Alzando gli occhi al cielo per tutti quei melensi convenevoli, seguii i tre aristocratici fino alla porta ornata sofisticatamente ed entrai nell’ampio ingresso.

Come al solito ignorai l’arredamento che ti faceva sembrare di essere in un villaggio primitivo e arrivai alla sala da pranzo, in cui quella civetta bionda di Judith Shepherd si alzò e cominciò a strillare: “Quanto mi siete mancati! Sono tornata da meno di un giorno e già tutte le persone più importanti della mia vita sono qui con me!”

“Ehi, Judy!” la abbracciò mio padre mentre trattenevo i conati.

“Come sei stata in Francia? Si vive bene?” chiese mia madre senza il minimo interesse.

“Tutto ottimo! Dal cibo alle leggi… Ciao Bernie! Sorprendente quanto tu sia cresciuta!”

Sicuramente più di te, razza di sostenitrice del foie gras! Volli proprio vedere se avesse avuto il corpo adattato ai suoi pensieri quanto le sarebbe piaciuto!

“Buona mattina, signorina Shepherd. Mi dispiace davvero che abbia dovuto abbandonare l’Europa.”

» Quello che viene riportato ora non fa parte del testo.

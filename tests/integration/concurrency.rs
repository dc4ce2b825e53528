//! Shared clients driven from concurrent tasks.
//!
//! The stores themselves are single-writer; these tests check that the
//! client's lock keeps every call atomic when clones are used from many tasks.

use crate::common::{create_group, ctx, init_logging};
use futures::future::join_all;
use idp_directory_mock::resource::{Group, RoleType};
use idp_directory_mock::{ErrorKind, MockClient};
use std::collections::HashSet;

#[tokio::test(flavor = "multi_thread", worker_threads = 4)]
async fn test_concurrent_user_creation_assigns_unique_ids() {
    init_logging();
    let client = MockClient::new();

    let handles = (0..50).map(|i| {
        let client = client.clone();
        tokio::spawn(async move {
            client
                .create_user(&ctx("concurrent_users"), &format!("user{}@test.com", i))
                .await
        })
    });
    let users: Vec<_> = join_all(handles)
        .await
        .into_iter()
        .map(|joined| joined.expect("task panicked").expect("create failed"))
        .collect();

    let ids: HashSet<&str> = users.iter().map(|user| user.id.as_str()).collect();
    assert_eq!(ids.len(), 50);
    assert_eq!(client.stats().await.user_count, 50);
}

#[tokio::test(flavor = "multi_thread", worker_threads = 4)]
async fn test_racing_duplicate_group_names() {
    let client = MockClient::new();

    let attempts = (0..20).map(|_| {
        let client = client.clone();
        async move {
            client
                .create_group(&ctx("racing_groups"), Group::from_name("Contested"))
                .await
        }
    });
    let results = join_all(attempts).await;

    let created = results.iter().filter(|result| result.is_ok()).count();
    assert_eq!(created, 1);
    assert!(
        results
            .iter()
            .filter_map(|result| result.as_ref().err())
            .all(|err| err.kind() == ErrorKind::DuplicateName)
    );
}

#[tokio::test]
async fn test_racing_role_assignments() {
    let client = MockClient::new();
    let group = create_group(&client, "Admins").await;

    let attempts = (0..10).map(|_| {
        let client = client.clone();
        let group_id = group.id.clone();
        async move {
            client
                .assign_role_to_group(
                    &ctx("racing_roles"),
                    &group_id,
                    RoleType::OrgAdmin.into(),
                    None,
                )
                .await
        }
    });
    let results = join_all(attempts).await;

    assert_eq!(results.iter().filter(|result| result.is_ok()).count(), 1);
    assert_eq!(client.stats().await.role_assignment_count, 1);
}

#[tokio::test(flavor = "multi_thread", worker_threads = 4)]
async fn test_concurrent_membership_adds() {
    let client = MockClient::new();
    let group = create_group(&client, "Everyone").await;

    let handles = (0..25).map(|i| {
        let client = client.clone();
        let group_id = group.id.clone();
        tokio::spawn(async move {
            let ctx = ctx("concurrent_members");
            let user = client
                .create_user(&ctx, &format!("member{}@test.com", i))
                .await?;
            client.add_user_to_group(&ctx, &group_id, &user.id).await
        })
    });
    for joined in join_all(handles).await {
        joined.expect("task panicked").expect("membership add failed");
    }

    let members = client
        .list_group_users(&ctx("concurrent_members"), &group.id, None)
        .await
        .unwrap();
    assert_eq!(members.len(), 25);
}
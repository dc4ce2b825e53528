//! Request context and query parameters accepted by the client facade.
//!
//! The real client threads a context and optional query parameters through
//! every call. The simulation accepts both so call sites compile unchanged,
//! uses the request id for log correlation and ignores everything else.

use uuid::Uuid;

/// Request context for directory operations.
#[derive(Debug, Clone, PartialEq, Eq)]
pub struct RequestContext {
    /// Unique identifier for this request
    pub request_id: String,
}

impl RequestContext {
    /// Create a new request context with a specific request ID.
    pub fn new(request_id: impl Into<String>) -> Self {
        Self {
            request_id: request_id.into(),
        }
    }

    /// Create a new request context with a generated request ID.
    pub fn with_generated_id() -> Self {
        Self {
            request_id: Uuid::new_v4().to_string(),
        }
    }
}

impl Default for RequestContext {
    fn default() -> Self {
        Self::with_generated_id()
    }
}

/// Query parameters for list endpoints. Accepted and ignored.
#[derive(Debug, Clone, Default, PartialEq, Eq)]
pub struct QueryParams {
    pub q: Option<String>,
    pub filter: Option<String>,
    pub after: Option<String>,
    pub limit: Option<u32>,
}

impl QueryParams {
    pub fn new() -> Self {
        Self::default()
    }

    pub fn with_q(mut self, q: impl Into<String>) -> Self {
        self.q = Some(q.into());
        self
    }

    pub fn with_filter(mut self, filter: impl Into<String>) -> Self {
        self.filter = Some(filter.into());
        self
    }

    pub fn with_limit(mut self, limit: u32) -> Self {
        self.limit = Some(limit);
        self
    }
}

Vidi i lineamenti di mio padre irrigidirsi, mentre Judith continuava a sorridere fessamente.

“Oh, no: fa sempre piacere tornare in una città in cui si ha vissuto da ragazza…” rispose con gli occhi lucidi e tirando su col naso. “Vi offro del pandoro mentre aspettiamo il pranzo?”

“Per me no, grazie. Devo evitare per il diabete.” rifiutò mio padre.

“Anche la mia dieta non me lo consente.” aggiunse prevedibilmente mia madre. “Magari qualcosa di salato, se si può.”

“Ma per favore! Io ne prendo volentieri una fetta, graazie!” annunciai, sottolineando l’ultima parola.

“Arriva subito.” mi avvisò Judith scartando il dolce sul tavolo.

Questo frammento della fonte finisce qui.